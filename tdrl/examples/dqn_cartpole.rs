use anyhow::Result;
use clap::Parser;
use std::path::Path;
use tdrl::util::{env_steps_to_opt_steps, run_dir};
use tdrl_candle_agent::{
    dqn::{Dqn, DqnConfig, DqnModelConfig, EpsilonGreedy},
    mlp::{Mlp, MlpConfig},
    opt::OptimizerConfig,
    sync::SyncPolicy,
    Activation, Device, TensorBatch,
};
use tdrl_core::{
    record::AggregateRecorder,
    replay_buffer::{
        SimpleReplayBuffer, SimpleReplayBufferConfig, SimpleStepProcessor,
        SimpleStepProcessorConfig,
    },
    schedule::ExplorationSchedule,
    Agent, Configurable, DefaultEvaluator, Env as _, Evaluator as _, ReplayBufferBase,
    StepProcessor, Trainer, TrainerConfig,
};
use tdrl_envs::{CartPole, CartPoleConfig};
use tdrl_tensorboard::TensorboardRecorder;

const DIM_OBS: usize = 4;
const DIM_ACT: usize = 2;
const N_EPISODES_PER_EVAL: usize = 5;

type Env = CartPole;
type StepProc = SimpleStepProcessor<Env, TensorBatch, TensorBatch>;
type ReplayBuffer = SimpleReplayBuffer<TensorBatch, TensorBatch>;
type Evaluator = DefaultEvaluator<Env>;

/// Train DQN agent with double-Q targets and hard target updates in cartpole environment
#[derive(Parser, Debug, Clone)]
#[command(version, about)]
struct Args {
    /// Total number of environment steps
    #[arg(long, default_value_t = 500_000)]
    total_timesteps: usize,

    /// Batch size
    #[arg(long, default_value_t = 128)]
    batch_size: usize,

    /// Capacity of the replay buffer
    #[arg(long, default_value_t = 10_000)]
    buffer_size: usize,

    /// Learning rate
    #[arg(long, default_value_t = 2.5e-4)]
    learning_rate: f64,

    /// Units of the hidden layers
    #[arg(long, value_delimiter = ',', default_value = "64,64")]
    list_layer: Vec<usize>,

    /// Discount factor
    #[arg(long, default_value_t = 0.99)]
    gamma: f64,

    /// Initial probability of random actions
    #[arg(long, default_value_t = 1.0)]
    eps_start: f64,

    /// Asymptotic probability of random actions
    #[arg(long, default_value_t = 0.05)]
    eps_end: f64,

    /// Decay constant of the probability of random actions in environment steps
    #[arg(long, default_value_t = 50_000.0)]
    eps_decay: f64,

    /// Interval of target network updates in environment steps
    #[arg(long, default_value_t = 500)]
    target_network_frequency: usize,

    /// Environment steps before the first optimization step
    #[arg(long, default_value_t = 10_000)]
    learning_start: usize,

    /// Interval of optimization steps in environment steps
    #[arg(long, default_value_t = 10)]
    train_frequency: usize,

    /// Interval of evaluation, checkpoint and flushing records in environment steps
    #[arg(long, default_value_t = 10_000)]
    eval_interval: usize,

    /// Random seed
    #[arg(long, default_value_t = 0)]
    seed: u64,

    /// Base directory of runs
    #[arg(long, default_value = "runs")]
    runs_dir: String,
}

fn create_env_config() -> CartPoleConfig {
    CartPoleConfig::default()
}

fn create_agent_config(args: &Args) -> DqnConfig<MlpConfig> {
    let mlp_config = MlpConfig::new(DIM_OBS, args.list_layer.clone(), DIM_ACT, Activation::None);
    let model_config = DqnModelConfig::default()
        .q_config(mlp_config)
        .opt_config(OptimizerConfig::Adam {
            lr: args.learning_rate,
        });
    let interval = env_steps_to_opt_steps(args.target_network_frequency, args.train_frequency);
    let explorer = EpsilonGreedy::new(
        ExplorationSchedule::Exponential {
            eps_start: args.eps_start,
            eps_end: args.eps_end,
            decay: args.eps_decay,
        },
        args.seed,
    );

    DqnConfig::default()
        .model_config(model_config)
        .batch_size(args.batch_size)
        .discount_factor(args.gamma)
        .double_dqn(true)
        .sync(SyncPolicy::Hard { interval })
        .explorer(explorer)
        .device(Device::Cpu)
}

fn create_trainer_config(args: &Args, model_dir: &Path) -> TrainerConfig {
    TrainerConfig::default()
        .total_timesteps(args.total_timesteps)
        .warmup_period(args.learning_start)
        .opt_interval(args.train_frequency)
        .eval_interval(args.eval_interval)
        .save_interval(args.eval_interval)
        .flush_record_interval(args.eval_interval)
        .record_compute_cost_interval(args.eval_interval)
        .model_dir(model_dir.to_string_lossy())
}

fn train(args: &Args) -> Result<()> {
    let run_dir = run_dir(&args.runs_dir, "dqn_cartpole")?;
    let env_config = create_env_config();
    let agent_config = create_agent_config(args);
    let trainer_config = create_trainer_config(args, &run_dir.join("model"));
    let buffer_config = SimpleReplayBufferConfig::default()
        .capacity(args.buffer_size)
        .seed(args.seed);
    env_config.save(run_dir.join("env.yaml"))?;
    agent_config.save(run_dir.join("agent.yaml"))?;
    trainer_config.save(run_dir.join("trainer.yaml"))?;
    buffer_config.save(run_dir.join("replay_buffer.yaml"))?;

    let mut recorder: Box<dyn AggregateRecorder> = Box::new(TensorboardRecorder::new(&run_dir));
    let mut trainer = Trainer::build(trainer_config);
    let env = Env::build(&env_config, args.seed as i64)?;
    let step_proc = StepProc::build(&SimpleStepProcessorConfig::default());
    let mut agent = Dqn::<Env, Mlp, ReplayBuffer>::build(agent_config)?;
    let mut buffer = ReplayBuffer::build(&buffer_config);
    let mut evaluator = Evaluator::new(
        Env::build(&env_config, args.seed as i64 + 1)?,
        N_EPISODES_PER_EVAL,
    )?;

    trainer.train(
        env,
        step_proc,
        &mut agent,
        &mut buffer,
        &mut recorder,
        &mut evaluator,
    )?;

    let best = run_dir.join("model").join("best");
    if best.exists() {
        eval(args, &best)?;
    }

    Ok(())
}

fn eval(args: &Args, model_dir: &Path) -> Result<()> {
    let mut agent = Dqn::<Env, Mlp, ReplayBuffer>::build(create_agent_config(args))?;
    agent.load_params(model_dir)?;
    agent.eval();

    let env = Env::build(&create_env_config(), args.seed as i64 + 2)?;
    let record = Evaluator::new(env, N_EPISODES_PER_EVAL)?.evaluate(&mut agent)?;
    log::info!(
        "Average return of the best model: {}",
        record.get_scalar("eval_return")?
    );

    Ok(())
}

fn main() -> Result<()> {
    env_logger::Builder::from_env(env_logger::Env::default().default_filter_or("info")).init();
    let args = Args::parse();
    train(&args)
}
==
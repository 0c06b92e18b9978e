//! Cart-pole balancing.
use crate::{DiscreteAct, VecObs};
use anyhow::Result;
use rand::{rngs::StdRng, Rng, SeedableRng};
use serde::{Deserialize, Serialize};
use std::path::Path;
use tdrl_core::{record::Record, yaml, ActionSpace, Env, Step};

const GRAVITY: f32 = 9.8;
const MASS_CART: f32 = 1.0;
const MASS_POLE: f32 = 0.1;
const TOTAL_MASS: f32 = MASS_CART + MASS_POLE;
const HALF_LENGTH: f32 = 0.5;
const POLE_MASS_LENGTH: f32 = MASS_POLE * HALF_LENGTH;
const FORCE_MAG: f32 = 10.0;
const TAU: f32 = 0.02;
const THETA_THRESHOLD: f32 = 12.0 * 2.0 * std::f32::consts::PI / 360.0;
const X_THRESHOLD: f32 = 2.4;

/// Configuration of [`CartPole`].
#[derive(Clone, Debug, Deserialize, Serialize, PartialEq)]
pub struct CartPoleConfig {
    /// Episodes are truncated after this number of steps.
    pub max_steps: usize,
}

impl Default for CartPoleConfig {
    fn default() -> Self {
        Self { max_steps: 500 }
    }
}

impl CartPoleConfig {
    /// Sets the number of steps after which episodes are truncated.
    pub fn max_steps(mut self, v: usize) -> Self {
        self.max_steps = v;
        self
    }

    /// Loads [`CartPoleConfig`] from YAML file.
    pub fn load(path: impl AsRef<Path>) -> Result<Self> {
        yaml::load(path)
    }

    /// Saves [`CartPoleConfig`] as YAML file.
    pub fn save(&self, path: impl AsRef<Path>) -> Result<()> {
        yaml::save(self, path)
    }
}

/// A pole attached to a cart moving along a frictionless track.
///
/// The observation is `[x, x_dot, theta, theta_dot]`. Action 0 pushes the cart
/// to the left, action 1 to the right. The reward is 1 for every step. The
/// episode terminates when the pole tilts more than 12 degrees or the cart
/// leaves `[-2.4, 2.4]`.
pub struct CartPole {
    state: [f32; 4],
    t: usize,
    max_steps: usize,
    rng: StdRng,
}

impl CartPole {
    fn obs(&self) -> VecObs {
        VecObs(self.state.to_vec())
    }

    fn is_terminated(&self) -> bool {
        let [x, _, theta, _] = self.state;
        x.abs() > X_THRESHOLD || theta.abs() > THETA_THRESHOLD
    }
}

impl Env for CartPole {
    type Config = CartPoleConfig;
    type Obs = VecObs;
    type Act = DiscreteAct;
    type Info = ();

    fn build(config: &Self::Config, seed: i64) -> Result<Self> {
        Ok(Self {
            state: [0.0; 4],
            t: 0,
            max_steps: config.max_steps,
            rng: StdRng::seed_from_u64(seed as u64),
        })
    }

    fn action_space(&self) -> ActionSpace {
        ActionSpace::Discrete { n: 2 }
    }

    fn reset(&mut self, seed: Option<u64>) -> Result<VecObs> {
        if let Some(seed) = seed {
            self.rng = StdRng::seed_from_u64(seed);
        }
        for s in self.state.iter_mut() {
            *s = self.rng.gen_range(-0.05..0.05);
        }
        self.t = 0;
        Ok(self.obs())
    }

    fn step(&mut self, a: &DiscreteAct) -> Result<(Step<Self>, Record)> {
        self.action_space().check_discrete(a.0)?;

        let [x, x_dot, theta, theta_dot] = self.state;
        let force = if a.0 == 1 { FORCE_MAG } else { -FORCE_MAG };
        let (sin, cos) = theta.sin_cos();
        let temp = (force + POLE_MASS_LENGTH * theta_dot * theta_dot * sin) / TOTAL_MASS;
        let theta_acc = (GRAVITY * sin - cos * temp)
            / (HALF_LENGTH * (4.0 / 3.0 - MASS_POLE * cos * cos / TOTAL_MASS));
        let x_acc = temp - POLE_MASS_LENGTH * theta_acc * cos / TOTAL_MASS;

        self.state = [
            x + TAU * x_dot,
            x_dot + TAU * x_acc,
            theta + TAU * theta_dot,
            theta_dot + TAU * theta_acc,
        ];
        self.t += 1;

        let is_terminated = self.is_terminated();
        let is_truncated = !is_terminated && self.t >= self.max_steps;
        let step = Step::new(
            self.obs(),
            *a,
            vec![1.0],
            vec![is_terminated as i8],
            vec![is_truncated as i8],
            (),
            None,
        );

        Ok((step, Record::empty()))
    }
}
--
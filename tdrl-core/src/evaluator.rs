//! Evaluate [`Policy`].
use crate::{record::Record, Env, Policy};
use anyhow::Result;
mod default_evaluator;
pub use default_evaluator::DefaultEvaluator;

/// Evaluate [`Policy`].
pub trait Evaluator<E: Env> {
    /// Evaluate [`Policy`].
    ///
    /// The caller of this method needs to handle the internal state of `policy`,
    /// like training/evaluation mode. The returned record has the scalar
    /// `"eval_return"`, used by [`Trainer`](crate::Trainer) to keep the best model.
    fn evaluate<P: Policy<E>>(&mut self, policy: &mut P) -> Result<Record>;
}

(WHAT IS NEEDED):
Among the lines of the material, find those that hold the word "sync" and copy them.

(RESULT):
    sync::SyncPolicy,
        .sync(SyncPolicy::Hard { interval })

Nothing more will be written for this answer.